PROBLEM DESCRIPTION: Write the data below out again, unchanged.

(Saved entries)
# # # #

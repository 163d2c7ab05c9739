//! Database migration system.
//!
//! Tracks applied migrations in a `_migrations` table and applies
//! pending ones in order.

use rusqlite::Connection;

use super::error::DatabaseError;

struct Migration {
    version: u32,
    description: &'static str,
    sql: &'static str,
}

/// All migrations in order. Each is applied at most once.
const MIGRATIONS: &[Migration] = &[
    Migration {
        version: 1,
        description: "create_workspace_state_table",
        sql: "CREATE TABLE IF NOT EXISTS workspace_state (
                workspace TEXT NOT NULL,
                key TEXT NOT NULL,
                value TEXT NOT NULL,
                updated_at TEXT NOT NULL,
                PRIMARY KEY (workspace, key)
            );",
    },
];

/// Runs all pending migrations on the given connection.
pub fn run_all(conn: &Connection) -> Result<(), DatabaseError> {
    let bookkeeping = |source| DatabaseError::Schema {
        version: 0,
        step: "migration bookkeeping",
        source,
    };

    conn.execute_batch(
        "CREATE TABLE IF NOT EXISTS _migrations (
            version INTEGER PRIMARY KEY,
            description TEXT NOT NULL,
            applied_at TEXT NOT NULL DEFAULT (datetime('now'))
        );",
    )
    .map_err(bookkeeping)?;

    let current_version: u32 = conn
        .query_row(
            "SELECT COALESCE(MAX(version), 0) FROM _migrations",
            [],
            |r| r.get(0),
        )
        .map_err(bookkeeping)?;

    for migration in MIGRATIONS.iter().filter(|m| m.version > current_version) {
        log::info!(
            "Upgrading state schema to v{}: {}",
            migration.version,
            migration.description
        );

        let failed = |source| DatabaseError::Schema {
            version: migration.version,
            step: migration.description,
            source,
        };
        conn.execute_batch(migration.sql).map_err(failed)?;
        conn.execute(
            "INSERT INTO _migrations (version, description) VALUES (?1, ?2)",
            rusqlite::params![migration.version, migration.description],
        )
        .map_err(failed)?;
    }

    Ok(())
}
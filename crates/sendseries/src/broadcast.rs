//! Publishes series snapshots to live views.

use std::sync::Arc;
use tokio::sync::broadcast;

use crate::view::SeriesView;

/// Broadcasts a fresh [`SeriesView`] after every change.
#[derive(Clone)]
pub struct ViewBroadcaster {
    sender: Arc<broadcast::Sender<SeriesView>>,
}

impl ViewBroadcaster {
    /// Creates a new broadcaster with the specified channel capacity.
    pub fn new(capacity: usize) -> Self {
        let (sender, _) = broadcast::channel(capacity);
        Self {
            sender: Arc::new(sender),
        }
    }

    /// Sends a view to all subscribers.
    pub fn publish(&self, view: SeriesView) {
        // No active receivers is fine
        let _ = self.sender.send(view);
    }

    /// Creates a new subscriber.
    pub fn subscribe(&self) -> broadcast::Receiver<SeriesView> {
        self.sender.subscribe()
    }

    pub fn receiver_count(&self) -> usize {
        self.sender.receiver_count()
    }
}

impl Default for ViewBroadcaster {
    fn default() -> Self {
        Self::new(16)
    }
}

impl std::fmt::Debug for ViewBroadcaster {
    fn fmt(&self, f: &mut std::fmt::Formatter<'_>) -> std::fmt::Result {
        f.debug_struct("ViewBroadcaster")
            .field("receivers", &self.receiver_count())
            .finish()
    }
}
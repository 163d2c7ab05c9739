//! Git output parsing helpers.

use std::process::Output;

use super::types::CommitInfo;

/// Field separator used in the log format.
pub const FIELD_SEP: char = '\x1f';
/// Record separator used in the log format.
pub const RECORD_SEP: char = '\x1e';

/// `--format` argument producing records understood by [`parse_log`].
pub fn log_format() -> String {
    format!("--format=%H{0}%an{0}%ae{0}%B{1}", FIELD_SEP, RECORD_SEP)
}

/// Formats a git error with both stdout and stderr for better debugging.
pub fn format_git_error(output: &Output) -> String {
    let stderr = String::from_utf8_lossy(&output.stderr).trim().to_string();
    let stdout = String::from_utf8_lossy(&output.stdout).trim().to_string();

    match (stderr.is_empty(), stdout.is_empty()) {
        (true, true) => format!(
            "Command failed with exit code {}",
            output.status.code().unwrap_or(-1)
        ),
        (true, false) => stdout,
        (false, true) => stderr,
        (false, false) => format!("{}\n{}", stderr, stdout),
    }
}

/// Parses `git log` output produced with [`log_format`].
pub fn parse_log(output: &str) -> Vec<CommitInfo> {
    output
        .split(RECORD_SEP)
        .filter_map(|record| {
            let record = record.trim_start_matches('\n');
            if record.trim().is_empty() {
                return None;
            }
            let mut fields = record.splitn(4, FIELD_SEP);
            let hash = fields.next()?.trim().to_string();
            let author_name = fields.next()?.to_string();
            let author_email = fields.next()?.to_string();
            let message = fields.next()?.trim_end().to_string();
            Some(CommitInfo {
                hash,
                message,
                author_name,
                author_email,
            })
        })
        .collect()
}
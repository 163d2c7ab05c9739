//! SQLite state file shared by every workspace the tool is used in.
//!
//! One connection behind a mutex; concurrent processes are serialized by
//! SQLite's own locking with a busy timeout.

use std::path::{Path, PathBuf};
use std::sync::{Arc, Mutex, MutexGuard};
use std::time::Duration;

use rusqlite::Connection;

pub mod error;
pub mod migrations;
pub mod state_repo;

pub use error::DatabaseError;
pub use state_repo::{KeyValueStore, WorkspaceState};

/// How long a write waits for another `sendseries` process holding the file.
const BUSY_TIMEOUT: Duration = Duration::from_secs(5);

/// Handle to the state database. Clones share the connection.
#[derive(Clone)]
pub struct Database {
    conn: Arc<Mutex<Connection>>,
    path: Option<PathBuf>,
}

impl std::fmt::Debug for Database {
    fn fmt(&self, f: &mut std::fmt::Formatter<'_>) -> std::fmt::Result {
        f.debug_struct("Database")
            .field("path", &self.path)
            .finish_non_exhaustive()
    }
}

impl Database {
    /// Opens the state file at `path`, creating it and its directory when
    /// missing, and brings its schema up to date.
    pub fn open(path: &Path) -> Result<Self, DatabaseError> {
        if let Some(parent) = path.parent().filter(|p| !p.as_os_str().is_empty()) {
            std::fs::create_dir_all(parent).map_err(|source| DatabaseError::CreateDir {
                path: parent.to_path_buf(),
                source,
            })?;
        }

        let open_error = |source| DatabaseError::Open {
            path: path.to_path_buf(),
            source,
        };
        let conn = Connection::open(path).map_err(open_error)?;
        conn.busy_timeout(BUSY_TIMEOUT).map_err(open_error)?;
        conn.execute_batch("PRAGMA journal_mode=WAL;")
            .map_err(open_error)?;
        migrations::run_all(&conn)?;

        log::debug!("State database ready at {}", path.display());
        Ok(Self {
            conn: Arc::new(Mutex::new(conn)),
            path: Some(path.to_path_buf()),
        })
    }

    /// A throwaway database; nothing outlives the process.
    pub fn open_in_memory() -> Result<Self, DatabaseError> {
        let conn = Connection::open_in_memory().map_err(|source| DatabaseError::Open {
            path: PathBuf::from(":memory:"),
            source,
        })?;
        migrations::run_all(&conn)?;

        Ok(Self {
            conn: Arc::new(Mutex::new(conn)),
            path: None,
        })
    }

    /// The backing file, `None` when in memory.
    pub fn path(&self) -> Option<&Path> {
        self.path.as_deref()
    }

    pub(crate) fn lock(&self) -> Result<MutexGuard<'_, Connection>, DatabaseError> {
        self.conn.lock().map_err(|_| DatabaseError::Poisoned)
    }
}

/// `<data dir>/sendseries/state.db`.
pub fn default_database_path() -> Option<PathBuf> {
    dirs::data_dir().map(|d| d.join("sendseries").join("state.db"))
}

# # # #

REPLY:
repository 163d2c7ab05c9739
//! Database migration system.
//!
//! Tracks applied migrations in a `_migrations` table and applies
//! pending ones in order.

use rusqlite::Connection;

use super::error::DatabaseError;

struct Migration {
    version: u32,
    description: &'static str,
    sql: &'static str,
}

/// All migrations in order. Each is applied at most once.
const MIGRATIONS: &[Migration] = &[
    Migration {
        version: 1,
        description: "create_workspace_state_table",
        sql: "CREATE TABLE IF NOT EXISTS workspace_state (
                workspace TEXT NOT NULL,
                key TEXT NOT NULL,
                value TEXT NOT NULL,
                updated_at TEXT NOT NULL,
                PRIMARY KEY (workspace, key)
            );",
    },
];

/// Runs all pending migrations on the given connection.
pub fn run_all(conn: &Connection) -> Result<(), DatabaseError> {
    let bookkeeping = |source| DatabaseError::Schema {
        version: 0,
        step: "migration bookkeeping",
        source,
    };

    conn.execute_batch(
        "CREATE TABLE IF NOT EXISTS _migrations (
            version INTEGER PRIMARY KEY,
            description TEXT NOT NULL,
            applied_at TEXT NOT NULL DEFAULT (datetime('now'))
        );",
    )
    .map_err(bookkeeping)?;

    let current_version: u32 = conn
        .query_row(
            "SELECT COALESCE(MAX(version), 0) FROM _migrations",
            [],
            |r| r.get(0),
        )
        .map_err(bookkeeping)?;

    for migration in MIGRATIONS.iter().filter(|m| m.version > current_version) {
        log::info!(
            "Upgrading state schema to v{}: {}",
            migration.version,
            migration.description
        );

        let failed = |source| DatabaseError::Schema {
            version: migration.version,
            step: migration.description,
            source,
        };
        conn.execute_batch(migration.sql).map_err(failed)?;
        conn.execute(
            "INSERT INTO _migrations (version, description) VALUES (?1, ?2)",
            rusqlite::params![migration.version, migration.description],
        )
        .map_err(failed)?;
    }

    Ok(())
}
filename crates/sendseries/src/broadcast.rs
//! Publishes series snapshots to live views.

use std::sync::Arc;
use tokio::sync::broadcast;

use crate::view::SeriesView;

/// Broadcasts a fresh [`SeriesView`] after every change.
#[derive(Clone)]
pub struct ViewBroadcaster {
    sender: Arc<broadcast::Sender<SeriesView>>,
}

impl ViewBroadcaster {
    /// Creates a new broadcaster with the specified channel capacity.
    pub fn new(capacity: usize) -> Self {
        let (sender, _) = broadcast::channel(capacity);
        Self {
            sender: Arc::new(sender),
        }
    }

    /// Sends a view to all subscribers.
    pub fn publish(&self, view: SeriesView) {
        // No active receivers is fine
        let _ = self.sender.send(view);
    }

    /// Creates a new subscriber.
    pub fn subscribe(&self) -> broadcast::Receiver<SeriesView> {
        self.sender.subscribe()
    }

    pub fn receiver_count(&self) -> usize {
        self.sender.receiver_count()
    }
}

impl Default for ViewBroadcaster {
    fn default() -> Self {
        Self::new(16)
    }
}

impl std::fmt::Debug for ViewBroadcaster {
    fn fmt(&self, f: &mut std::fmt::Formatter<'_>) -> std::fmt::Result {
        f.debug_struct("ViewBroadcaster")
            .field("receivers", &self.receiver_count())
            .finish()
    }
}
repository 163d2c7ab05c9739
//! Git output parsing helpers.

use std::process::Output;

use super::types::CommitInfo;

/// Field separator used in the log format.
pub const FIELD_SEP: char = '\x1f';
/// Record separator used in the log format.
pub const RECORD_SEP: char = '\x1e';

/// `--format` argument producing records understood by [`parse_log`].
pub fn log_format() -> String {
    format!("--format=%H{0}%an{0}%ae{0}%B{1}", FIELD_SEP, RECORD_SEP)
}

/// Formats a git error with both stdout and stderr for better debugging.
pub fn format_git_error(output: &Output) -> String {
    let stderr = String::from_utf8_lossy(&output.stderr).trim().to_string();
    let stdout = String::from_utf8_lossy(&output.stdout).trim().to_string();

    match (stderr.is_empty(), stdout.is_empty()) {
        (true, true) => format!(
            "Command failed with exit code {}",
            output.status.code().unwrap_or(-1)
        ),
        (true, false) => stdout,
        (false, true) => stderr,
        (false, false) => format!("{}\n{}", stderr, stdout),
    }
}

/// Parses `git log` output produced with [`log_format`].
pub fn parse_log(output: &str) -> Vec<CommitInfo> {
    output
        .split(RECORD_SEP)
        .filter_map(|record| {
            let record = record.trim_start_matches('\n');
            if record.trim().is_empty() {
                return None;
            }
            let mut fields = record.splitn(4, FIELD_SEP);
            let hash = fields.next()?.trim().to_string();
            let author_name = fields.next()?.to_string();
            let author_email = fields.next()?.to_string();
            let message = fields.next()?.trim_end().to_string();
            Some(CommitInfo {
                hash,
                message,
                author_name,
                author_email,
            })
        })
        .collect()
}
repository 163d2c7ab05c9739
//! SQLite state file shared by every workspace the tool is used in.
//!
//! One connection behind a mutex; concurrent processes are serialized by
//! SQLite's own locking with a busy timeout.

use std::path::{Path, PathBuf};
use std::sync::{Arc, Mutex, MutexGuard};
use std::time::Duration;

use rusqlite::Connection;

pub mod error;
pub mod migrations;
pub mod state_repo;

pub use error::DatabaseError;
pub use state_repo::{KeyValueStore, WorkspaceState};

/// How long a write waits for another `sendseries` process holding the file.
const BUSY_TIMEOUT: Duration = Duration::from_secs(5);

/// Handle to the state database. Clones share the connection.
#[derive(Clone)]
pub struct Database {
    conn: Arc<Mutex<Connection>>,
    path: Option<PathBuf>,
}

impl std::fmt::Debug for Database {
    fn fmt(&self, f: &mut std::fmt::Formatter<'_>) -> std::fmt::Result {
        f.debug_struct("Database")
            .field("path", &self.path)
            .finish_non_exhaustive()
    }
}

impl Database {
    /// Opens the state file at `path`, creating it and its directory when
    /// missing, and brings its schema up to date.
    pub fn open(path: &Path) -> Result<Self, DatabaseError> {
        if let Some(parent) = path.parent().filter(|p| !p.as_os_str().is_empty()) {
            std::fs::create_dir_all(parent).map_err(|source| DatabaseError::CreateDir {
                path: parent.to_path_buf(),
                source,
            })?;
        }

        let open_error = |source| DatabaseError::Open {
            path: path.to_path_buf(),
            source,
        };
        let conn = Connection::open(path).map_err(open_error)?;
        conn.busy_timeout(BUSY_TIMEOUT).map_err(open_error)?;
        conn.execute_batch("PRAGMA journal_mode=WAL;")
            .map_err(open_error)?;
        migrations::run_all(&conn)?;

        log::debug!("State database ready at {}", path.display());
        Ok(Self {
            conn: Arc::new(Mutex::new(conn)),
            path: Some(path.to_path_buf()),
        })
    }

    /// A throwaway database; nothing outlives the process.
    pub fn open_in_memory() -> Result<Self, DatabaseError> {
        let conn = Connection::open_in_memory().map_err(|source| DatabaseError::Open {
            path: PathBuf::from(":memory:"),
            source,
        })?;
        migrations::run_all(&conn)?;

        Ok(Self {
            conn: Arc::new(Mutex::new(conn)),
            path: None,
        })
    }

    /// The backing file, `None` when in memory.
    pub fn path(&self) -> Option<&Path> {
        self.path.as_deref()
    }

    pub(crate) fn lock(&self) -> Result<MutexGuard<'_, Connection>, DatabaseError> {
        self.conn.lock().map_err(|_| DatabaseError::Poisoned)
    }
}

/// `<data dir>/sendseries/state.db`.
pub fn default_database_path() -> Option<PathBuf> {
    dirs::data_dir().map(|d| d.join("sendseries").join("state.db"))
}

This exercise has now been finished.